La prosa di Alberto Moravia è la migliore del nostro Novecento. Limpida e pulita, mai una parola in più del dovuto, mai una subordinata da rileggere per comprendere il senso del periodo. Il cosiddetto «grigiore» moraviano lo si ritrova ormai maturo anche ne La noia. Quando si legge l’autore romano, non bisogna attendersi picchi entusiastici, enfatici o retorici; si ha però la certezza di trovare una precisione descrittiva degli ambienti e degli stati d’animo fuori dal comune. La noia non è il primo romanzo di Moravia da leggere perché bisogna prima entrare in sintonia con la prosa dell’autore. Non a caso è un volume apparso nel 1960, ben trentuno anni dopo Gli indifferenti; per questo bisogna avvicinarsi a La noia dopo aver già sperimentato un Moravia pregresso e giovanile.

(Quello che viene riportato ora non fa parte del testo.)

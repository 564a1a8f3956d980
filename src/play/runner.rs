//! Turn loop for a two-agent match.

use std::time::Instant;

use log::{debug, warn};

use crate::agents::Agent;
use crate::core::PlayerId;
use crate::error::{Error, Result};
use crate::rules::Game;

use super::report::{MatchReport, Turn};

/// One game between two agents.
///
/// The match owns the game and both agents. Agents only ever see a shared
/// reference to the game; the match applies the chosen actions.
pub struct Match<G: Game> {
    game: G,
    agents: [Box<dyn Agent<G>>; 2],
    report: MatchReport<G::Action>,
}

impl<G: Game> Match<G> {
    /// Seat `first` and `second` at `game`.
    ///
    /// Each agent must have been built for the side it is seated on.
    pub fn new(game: G, first: Box<dyn Agent<G>>, second: Box<dyn Agent<G>>) -> Result<Self> {
        let agents = [first, second];
        for (seat, agent) in PlayerId::ALL.into_iter().zip(agents.iter()) {
            if agent.player() != seat {
                return Err(Error::invalid_configuration(format!(
                    "{} plays as {} but is seated as {}",
                    agent.name(),
                    agent.player(),
                    seat
                )));
            }
        }
        Ok(Self {
            game,
            agents,
            report: MatchReport::new(),
        })
    }

    /// The current position.
    #[must_use]
    pub fn game(&self) -> &G {
        &self.game
    }

    /// The agent seated as `player`.
    #[must_use]
    pub fn agent(&self, player: PlayerId) -> &dyn Agent<G> {
        self.agents[player.index()].as_ref()
    }

    /// The report so far.
    #[must_use]
    pub fn report(&self) -> &MatchReport<G::Action> {
        &self.report
    }

    /// Let the player to move choose and apply one action.
    ///
    /// Returns `Ok(None)` once the game is over, or if the agent declines to
    /// move.
    pub fn step(&mut self) -> Result<Option<&Turn<G::Action>>> {
        if self.game.is_terminal() {
            return Ok(None);
        }

        let player = self.game.current_player();
        let agent = &mut self.agents[player.index()];

        let start = Instant::now();
        let chosen = agent.choose_action(&self.game)?;
        let seconds = start.elapsed().as_secs_f64();

        let Some(action) = chosen else {
            warn!("{} returned no action in a running game", agent.name());
            return Ok(None);
        };

        self.game.next(&action)?;
        debug!("{} ({}) plays {}", player, agent.name(), action);

        self.report.push(Turn {
            player,
            action,
            seconds,
        });
        Ok(self.report.turns.last())
    }

    /// Play until the game ends and return the report.
    pub fn play(mut self) -> Result<MatchReport<G::Action>> {
        while self.step()?.is_some() {}
        Ok(self.finish())
    }

    /// Stop playing and return the report, with the result if the game ended.
    pub fn finish(mut self) -> MatchReport<G::Action> {
        self.report.result = self.game.winner();
        if let Some(result) = self.report.result {
            debug!(
                "{} finished after {} moves, winner code {}",
                self.game.name(),
                self.report.total_moves(),
                result.code()
            );
        }
        self.report
    }
}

Compiute queste doverose premesse circa lo stile e le tempistiche, ne La noia si ritrova la summa della riflessione moraviana. È un romanzo potente, snervante e molto complicato. Meglio che in ogni altro libro si comprende come per Moravia le chiavi per entrare dentro la realtà siano due: il sesso e il denaro. In un modo o nell’altro si ritrovano entrambi gli elementi ne Gli Indifferenti o ne La Romana, ma è Dino, protagonista de La noia, a essere il perfetto concentrato delle riflessioni sul sesso e sul denaro. Questo romanzo si fonda su un sostanziale paradosso: il protagonista è un pittore ma smette di dipingere al primo rigo del libro e la sua tela disposta al centro dello studio in via Margutta a Roma rimarrà bianca fino all’ultima pagina. Si parla di un pittore che non dipinge più, che ha rifiutato di dipingere per un senso esistenziale di noia, ovvero di incomunicabilità con la realtà e i suoi contenuti. «L’aspetto principale della noia era l’impossibilità di stare con me stesso, la sola persona al mondo, d’altra parte, della quale non potevo disfarmi in alcun modo» scrive al termine del prologo Dino, la voce narrante.
Dino non è solo nel romanzo. Interloquisce con due presenze femminili: la ricca madre e Cecilia, giovane minorenne che frequentava il palazzo di via Margutta per posare nuda nei quadri di un anziano pittore, il Balestrieri. Proprio il Balestrieri è uno dei due personaggi maschili insieme all’attore Luciani. Se le figure femminili sono in scena e si confrontano quotidianamente con Dino, invece i due uomini sono assenti: Balestrieri muore all’inizio della vicenda durante uno dei tanti, tantissimi rapporti sessuali con Cecilia, mentre Luciani, successivo amante di Cecilia, quando la ragazza aveva già iniziato a frequentare Dino, è sempre dietro le quinte e si manifesta soltanto attraverso il racconto di Cecilia, le domande di Dino e le sue elucubrazioni.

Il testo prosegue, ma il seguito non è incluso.